Helen Miller is general manager in-home support services at LiveBetter. “We’re a home care provider in regional, rural and remote NSW and Queensland,” Ms Miller told delegates. “For us, it’s about the partnership that occurs between us as a provider and our consumers.”
She added that to achieve excellence in aged care you also needed a great workforce. “It’s about having the right staff with the right skill in the right place – that’s really, really important.”
Lee Carissa – CEO of aged care and retirement living provider Cranbrook Care – asked, if providing quality care was a given, how else then can providers achieve excellence in aged care?
“Excellence – if it’s not care – how else do we deliver it? It might be services, leisure and lifestyle activities. It might be just going that extra mile with the concierge-type services – but that’s what I believe excellence in care is.”
Representing consumers on the panel, Samantha Edmonds – manager, policy and systemic advocacy at the Older Persons Advocacy Network – said: “In terms of excellence in aged care, it should be affordable, and it should equitable. So even if I can’t pay doesn’t mean I don’t get the same services as everyone else.”
Addressing the funding of aged care, panel facilitator and ACCPA CEO Tom Symondson said the sector needed to be realistic. “We have to be honest about what society can afford to provide and what’s reasonable and what’s not … what is the responsibility of society, the taxpayer to provide?”

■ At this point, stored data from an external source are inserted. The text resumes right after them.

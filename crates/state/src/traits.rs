//! Narrow state interfaces.

use parexec_chain_types::LogEntry;
use parexec_primitives::prelude::*;

use crate::InertOp;

/// Point reads of account state.
pub trait StateReader {
    fn balance(&self, addr: &Address) -> U256;

    fn nonce(&self, addr: &Address) -> u64;

    /// Returns the code of the account, empty if it has none.
    fn code(&self, addr: &Address) -> Bytes;

    /// Returns the value of a slot, zero if it was never written.
    fn storage(&self, addr: &Address, slot: &StorageKey) -> StorageValue;
}

/// Read and write access used by the state transition of one transaction.
pub trait ExecState: StateReader {
    /// Value of a slot as of the start of the current transaction, ignoring
    /// any write the transaction has made.
    fn committed_storage(&self, addr: &Address, slot: &StorageKey) -> StorageValue;

    fn add_balance(&mut self, addr: &Address, amount: U256);

    fn sub_balance(&mut self, addr: &Address, amount: U256);

    fn set_nonce(&mut self, addr: &Address, nonce: u64);

    fn set_code(&mut self, addr: &Address, code: Bytes);

    /// Writes a slot.  Writing zero clears it.
    fn set_storage(&mut self, addr: &Address, slot: StorageKey, value: StorageValue);

    fn emit_log(&mut self, log: LogEntry);

    /// Credits a transaction fee to the block's coinbase.
    fn pay_fee(&mut self, coinbase: &Address, fee: U256);

    /// Accepts a capability the four transaction kinds never need.  Always a
    /// no-op.
    fn inert(&mut self, op: InertOp) {
        let _ = op;
    }
}

/// Source of immutable views that can be shared across worker threads.
pub trait SnapshotProvider {
    type Snapshot: StateReader + Clone + Send + Sync + 'static;

    /// Returns a view reflecting every write applied so far.  Later writes to
    /// `self` must not be visible through it.
    fn snapshot(&self) -> Self::Snapshot;
}

/// The state a block is executed against.
pub trait CanonicalState: ExecState + SnapshotProvider + Clone {
    /// Closes the current transaction: the pre-transaction values seen by
    /// [`ExecState::committed_storage`] move forward and empty accounts are
    /// dropped.
    fn finalize_tx(&mut self);

    /// Drains logs emitted since the last call.
    fn take_logs(&mut self) -> Vec<LogEntry>;

    fn state_root(&self) -> B256;
}
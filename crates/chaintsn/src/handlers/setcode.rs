use parexec_chain_types::{LogEntry, SetCodePayload};
use parexec_params::ttl_gas;
use parexec_primitives::{prelude::*, slots, word};
use parexec_state::ExecState;

use super::{TxEnv, push_expiry_entry};
use crate::{errors::TxFailure, events, gas::GasMeter};

/// Installs TTL-bound code at the address derived from the sender and its
/// pre-message nonce, and indexes it under its expiry height.
pub(crate) fn apply<S: ExecState>(
    state: &mut S,
    meter: &mut GasMeter,
    env: &TxEnv<'_>,
) -> Result<u64, TxFailure> {
    if !env.msg.value().is_zero() {
        return Err(TxFailure::NonZeroValue);
    }

    let payload = SetCodePayload::decode(env.msg.payload())?;
    let max = env.chain.max_code_size;
    if payload.code().len() > max {
        return Err(TxFailure::CodeTooLarge {
            size: payload.code().len(),
            max,
        });
    }

    meter.charge(ttl_gas(payload.ttl(), env.chain.gas.code_ttl_block_gas)?)?;

    let created_at = env.ctx.number();
    let expire_at = created_at
        .checked_add(payload.ttl())
        .ok_or(TxFailure::TtlOverflow)?;

    let target = slots::derive_code_address(env.sender(), env.nonce);
    if !state.code(&target).is_empty() {
        return Err(TxFailure::CodeExists(target));
    }

    state.set_code(&target, payload.code().clone());
    state.set_storage(
        &target,
        slots::code_created_at_slot(),
        word::u64_to_word(created_at),
    );
    state.set_storage(
        &target,
        slots::code_expire_at_slot(),
        word::u64_to_word(expire_at),
    );
    push_expiry_entry(
        state,
        &CODE_REGISTRY_ADDRESS,
        &slots::code_expiry_bucket(expire_at),
        env.sender(),
        word::address_to_word(&target),
    );

    state.emit_log(LogEntry::new(
        target,
        vec![
            events::code_deployed_topic(),
            word::address_to_word(env.sender()),
        ],
        word::u64_to_word(expire_at).0.to_vec().into(),
    ));
    Ok(0)
}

This brought Mr Symondson on to the subject of co-contributions. Acknowledging there could be some resistance to the idea, Mr Symondson said: “If the community doesn’t want them, we won’t have them. But we then have to be really honest that we can’t actually deliver what people want because the taxpayer can’t afford that without any change at all. But there are serious sustainability challenges so let’s have active conversations like this – that’s how we get there.”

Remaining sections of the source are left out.